Advogada alertou ex-ministro sobre fraudes no INSS e comprova omissão do governo Bolsonaro

Tonia Galleti relatou denúncias desde 2019 e encontrou resistência em autoridades do INSS e do CNPS durante gestão Bolsonaro
Tônia Andrea Inocentini Galleti, ex-integrante do Conselho Nacional de Previdência Social (CNPS), depõe na CPMI do INSS. — Foto: Lula Marques/ Agência Braasil.
Tônia Andrea Inocentini Galleti, ex-integrante do Conselho Nacional de Previdência Social (CNPS), depõe na CPMI do INSS. — Foto: Lula Marques/ Agência Braasil.
Por JR Vital JR Vital — Analista Geopolítico
JR Vital
JR Vital Analista Geopolítico

Jornalista do Diário Carioca.

A advogada Tonia Galleti afirmou nesta segunda-feira (20), durante sessão da CPMI do INSS, que alertou diretamente o ex-ministro da Previdência do governo Bolsonaro, José Carlos Oliveira, sobre fraudes no sistema previdenciário, revelando omissão do governo diante das irregularidades.

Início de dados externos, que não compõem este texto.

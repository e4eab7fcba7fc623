// Input handling system
//
// Keyboard events are mapped to actions through `InputConfig`, tracked per tick by
// `InputState`, and turned into `Controls` for the world update.
//
// ## Usage Example
//
// ```rust
// let mut input = InputManager::default();
//
// // In the event loop
// input.process_keyboard_event(&key_event);
//
// // Once per tick
// world.tick(&input.controls(), now_ms);
// input.end_tick();
// ```

pub mod action;
pub mod config;
pub mod manager;
pub mod state;

pub use manager::InputManager;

Denúncias recorrentes enfrentam resistência

Desde 2019, Tonia vinha fazendo denúncias em reuniões no INSS e em órgãos ligados ao Conselho Nacional da Previdência Social (CNPS). Ela destacou que suas tentativas de comunicar fraudes foram ignoradas e bloqueadas, mesmo diante de evidências crescentes do esquema ilícito.

Encontro com ex-ministro e falta de providências

O encontro com José Carlos Oliveira ocorreu entre 2021 e 2022, na época em que ele exercia cargos de direção no INSS. Segundo a advogada, mesmo após alertas diretos, não houve ações efetivas para coibir as fraudes que impactaram milhões de segurados.

Contexto das fraudes no INSS

A investigação parlamentar e da Polícia Federal aponta que o esquema de fraudes causou prejuízos bilionários ao INSS, envolvendo associações que operavam descontos irregulares em benefícios previdenciários. Entre os operadores está o bolsonarista Felipe Macedo Gomes, ligado a entidades que atuaram no confisco ilegal de recursos.

Impacto social e político

As denúncias reforçam a gravidade da omissão administrativa durante o governo Bolsonaro e indicam falhas estruturais na gestão do INSS, que contribuíram para a perpetuação das fraudes prejudicando segurados e favorecendo grupos ilícitos.